[Task item]:
Every entry below is to be retyped exactly as it appears.

[Material to process]:
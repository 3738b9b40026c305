//! Vault host library
//!
//! Service registry, configuration and backend wiring for the development host.

pub mod bootstrap;
pub mod config;
pub mod registry;
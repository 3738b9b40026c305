//! In-memory permission backend.

use crate::{ScopedKey, PLUGIN_ID};
use std::collections::{BTreeSet, HashMap};
use std::sync::{PoisonError, RwLock, RwLockReadGuard, RwLockWriteGuard};
use tracing::debug;
use vault_api::prelude::*;

#[derive(Debug, Default)]
struct PermissionState {
    player_nodes: HashMap<ScopedKey, BTreeSet<String>>,
    group_nodes: HashMap<ScopedKey, BTreeSet<String>>,
    /// Membership in join order; the first entry is the primary group.
    memberships: HashMap<ScopedKey, Vec<String>>,
    known_groups: BTreeSet<String>,
}

/// Permission backend holding node sets and memberships in memory.
///
/// World scopes are exact: a node granted globally is not visible when
/// querying a named world, and the other way round. Player and group nodes
/// are separate stores; `player_has` answers for direct grants only, so a
/// removed player node is gone even if one of the player's groups holds it.
#[derive(Debug, Default)]
pub struct MemoryPermission {
    default_group: Option<String>,
    state: RwLock<PermissionState>,
}

impl MemoryPermission {
    pub fn new() -> Self {
        Self::default()
    }

    /// Group reported as primary for players who joined none.
    pub fn with_default_group(mut self, group: impl Into<String>) -> Self {
        let group = group.into();
        self.state_mut().known_groups.insert(group.clone());
        self.default_group = Some(group);
        self
    }

    /// Make a group known without granting it anything. Returns false if it already was.
    pub fn create_group(&self, group: &str) -> bool {
        self.state_mut().known_groups.insert(group.to_string())
    }

    fn state(&self) -> RwLockReadGuard<'_, PermissionState> {
        self.state.read().unwrap_or_else(PoisonError::into_inner)
    }

    fn state_mut(&self) -> RwLockWriteGuard<'_, PermissionState> {
        self.state.write().unwrap_or_else(PoisonError::into_inner)
    }
}

impl Permission for MemoryPermission {
    fn name(&self) -> &str {
        "Memory Permissions"
    }

    fn is_enabled(&self) -> bool {
        true
    }

    fn has_super_perms_compat(&self) -> bool {
        true
    }

    fn has_group_support(&self) -> bool {
        true
    }

    fn owner(&self) -> PluginId {
        PluginId::new(PLUGIN_ID)
    }

    fn player_has(&self, world: Option<&str>, player: &str, permission: &str) -> bool {
        self.state()
            .player_nodes
            .get(&ScopedKey::new(world, player))
            .is_some_and(|nodes| nodes.contains(permission))
    }

    fn player_add(&self, world: Option<&str>, player: &str, permission: &str) -> bool {
        self.state_mut()
            .player_nodes
            .entry(ScopedKey::new(world, player))
            .or_default()
            .insert(permission.to_string());
        debug!("Granted '{}' to player {} in {:?}", permission, player, world);
        true
    }

    fn player_remove(&self, world: Option<&str>, player: &str, permission: &str) -> bool {
        let removed = self
            .state_mut()
            .player_nodes
            .get_mut(&ScopedKey::new(world, player))
            .is_some_and(|nodes| nodes.remove(permission));
        if removed {
            debug!("Revoked '{}' from player {} in {:?}", permission, player, world);
        }
        removed
    }

    fn group_has(&self, world: Option<&str>, group: &str, permission: &str) -> bool {
        self.state()
            .group_nodes
            .get(&ScopedKey::new(world, group))
            .is_some_and(|nodes| nodes.contains(permission))
    }

    fn group_add(&self, world: Option<&str>, group: &str, permission: &str) -> bool {
        let mut state = self.state_mut();
        state.known_groups.insert(group.to_string());
        state
            .group_nodes
            .entry(ScopedKey::new(world, group))
            .or_default()
            .insert(permission.to_string());
        debug!("Granted '{}' to group {} in {:?}", permission, group, world);
        true
    }

    fn group_remove(&self, world: Option<&str>, group: &str, permission: &str) -> bool {
        self.state_mut()
            .group_nodes
            .get_mut(&ScopedKey::new(world, group))
            .is_some_and(|nodes| nodes.remove(permission))
    }

    fn player_in_group(&self, world: Option<&str>, player: &str, group: &str) -> bool {
        self.state()
            .memberships
            .get(&ScopedKey::new(world, player))
            .is_some_and(|groups| groups.iter().any(|g| g == group))
    }

    fn player_add_group(&self, world: Option<&str>, player: &str, group: &str) -> bool {
        let mut state = self.state_mut();
        state.known_groups.insert(group.to_string());

        let groups = state
            .memberships
            .entry(ScopedKey::new(world, player))
            .or_default();
        if !groups.iter().any(|g| g == group) {
            groups.push(group.to_string());
            debug!("Added player {} to group {} in {:?}", player, group, world);
        }
        true
    }

    fn player_remove_group(&self, world: Option<&str>, player: &str, group: &str) -> bool {
        let mut state = self.state_mut();
        let Some(groups) = state.memberships.get_mut(&ScopedKey::new(world, player)) else {
            return false;
        };

        let before = groups.len();
        groups.retain(|g| g != group);
        groups.len() < before
    }

    fn player_groups(&self, world: Option<&str>, player: &str) -> Vec<String> {
        self.state()
            .memberships
            .get(&ScopedKey::new(world, player))
            .cloned()
            .unwrap_or_default()
    }

    fn primary_group(&self, world: Option<&str>, player: &str) -> Option<String> {
        self.state()
            .memberships
            .get(&ScopedKey::new(world, player))
            .and_then(|groups| groups.first().cloned())
            .or_else(|| self.default_group.clone())
    }

    fn groups(&self) -> Vec<String> {
        self.state().known_groups.iter().cloned().collect()
    }
}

[Written solution]:
repository 3738b9b40026c305
//! Vault host library
//!
//! Service registry, configuration and backend wiring for the development host.

pub mod bootstrap;
pub mod config;
pub mod registry;
repository 3738b9b40026c305
//! In-memory permission backend.

use crate::{ScopedKey, PLUGIN_ID};
use std::collections::{BTreeSet, HashMap};
use std::sync::{PoisonError, RwLock, RwLockReadGuard, RwLockWriteGuard};
use tracing::debug;
use vault_api::prelude::*;

#[derive(Debug, Default)]
struct PermissionState {
    player_nodes: HashMap<ScopedKey, BTreeSet<String>>,
    group_nodes: HashMap<ScopedKey, BTreeSet<String>>,
    /// Membership in join order; the first entry is the primary group.
    memberships: HashMap<ScopedKey, Vec<String>>,
    known_groups: BTreeSet<String>,
}

/// Permission backend holding node sets and memberships in memory.
///
/// World scopes are exact: a node granted globally is not visible when
/// querying a named world, and the other way round. Player and group nodes
/// are separate stores; `player_has` answers for direct grants only, so a
/// removed player node is gone even if one of the player's groups holds it.
#[derive(Debug, Default)]
pub struct MemoryPermission {
    default_group: Option<String>,
    state: RwLock<PermissionState>,
}

impl MemoryPermission {
    pub fn new() -> Self {
        Self::default()
    }

    /// Group reported as primary for players who joined none.
    pub fn with_default_group(mut self, group: impl Into<String>) -> Self {
        let group = group.into();
        self.state_mut().known_groups.insert(group.clone());
        self.default_group = Some(group);
        self
    }

    /// Make a group known without granting it anything. Returns false if it already was.
    pub fn create_group(&self, group: &str) -> bool {
        self.state_mut().known_groups.insert(group.to_string())
    }

    fn state(&self) -> RwLockReadGuard<'_, PermissionState> {
        self.state.read().unwrap_or_else(PoisonError::into_inner)
    }

    fn state_mut(&self) -> RwLockWriteGuard<'_, PermissionState> {
        self.state.write().unwrap_or_else(PoisonError::into_inner)
    }
}

impl Permission for MemoryPermission {
    fn name(&self) -> &str {
        "Memory Permissions"
    }

    fn is_enabled(&self) -> bool {
        true
    }

    fn has_super_perms_compat(&self) -> bool {
        true
    }

    fn has_group_support(&self) -> bool {
        true
    }

    fn owner(&self) -> PluginId {
        PluginId::new(PLUGIN_ID)
    }

    fn player_has(&self, world: Option<&str>, player: &str, permission: &str) -> bool {
        self.state()
            .player_nodes
            .get(&ScopedKey::new(world, player))
            .is_some_and(|nodes| nodes.contains(permission))
    }

    fn player_add(&self, world: Option<&str>, player: &str, permission: &str) -> bool {
        self.state_mut()
            .player_nodes
            .entry(ScopedKey::new(world, player))
            .or_default()
            .insert(permission.to_string());
        debug!("Granted '{}' to player {} in {:?}", permission, player, world);
        true
    }

    fn player_remove(&self, world: Option<&str>, player: &str, permission: &str) -> bool {
        let removed = self
            .state_mut()
            .player_nodes
            .get_mut(&ScopedKey::new(world, player))
            .is_some_and(|nodes| nodes.remove(permission));
        if removed {
            debug!("Revoked '{}' from player {} in {:?}", permission, player, world);
        }
        removed
    }

    fn group_has(&self, world: Option<&str>, group: &str, permission: &str) -> bool {
        self.state()
            .group_nodes
            .get(&ScopedKey::new(world, group))
            .is_some_and(|nodes| nodes.contains(permission))
    }

    fn group_add(&self, world: Option<&str>, group: &str, permission: &str) -> bool {
        let mut state = self.state_mut();
        state.known_groups.insert(group.to_string());
        state
            .group_nodes
            .entry(ScopedKey::new(world, group))
            .or_default()
            .insert(permission.to_string());
        debug!("Granted '{}' to group {} in {:?}", permission, group, world);
        true
    }

    fn group_remove(&self, world: Option<&str>, group: &str, permission: &str) -> bool {
        self.state_mut()
            .group_nodes
            .get_mut(&ScopedKey::new(world, group))
            .is_some_and(|nodes| nodes.remove(permission))
    }

    fn player_in_group(&self, world: Option<&str>, player: &str, group: &str) -> bool {
        self.state()
            .memberships
            .get(&ScopedKey::new(world, player))
            .is_some_and(|groups| groups.iter().any(|g| g == group))
    }

    fn player_add_group(&self, world: Option<&str>, player: &str, group: &str) -> bool {
        let mut state = self.state_mut();
        state.known_groups.insert(group.to_string());

        let groups = state
            .memberships
            .entry(ScopedKey::new(world, player))
            .or_default();
        if !groups.iter().any(|g| g == group) {
            groups.push(group.to_string());
            debug!("Added player {} to group {} in {:?}", player, group, world);
        }
        true
    }

    fn player_remove_group(&self, world: Option<&str>, player: &str, group: &str) -> bool {
        let mut state = self.state_mut();
        let Some(groups) = state.memberships.get_mut(&ScopedKey::new(world, player)) else {
            return false;
        };

        let before = groups.len();
        groups.retain(|g| g != group);
        groups.len() < before
    }

    fn player_groups(&self, world: Option<&str>, player: &str) -> Vec<String> {
        self.state()
            .memberships
            .get(&ScopedKey::new(world, player))
            .cloned()
            .unwrap_or_default()
    }

    fn primary_group(&self, world: Option<&str>, player: &str) -> Option<String> {
        self.state()
            .memberships
            .get(&ScopedKey::new(world, player))
            .and_then(|groups| groups.first().cloned())
            .or_else(|| self.default_group.clone())
    }

    fn groups(&self) -> Vec<String> {
        self.state().known_groups.iter().cloned().collect()
    }
}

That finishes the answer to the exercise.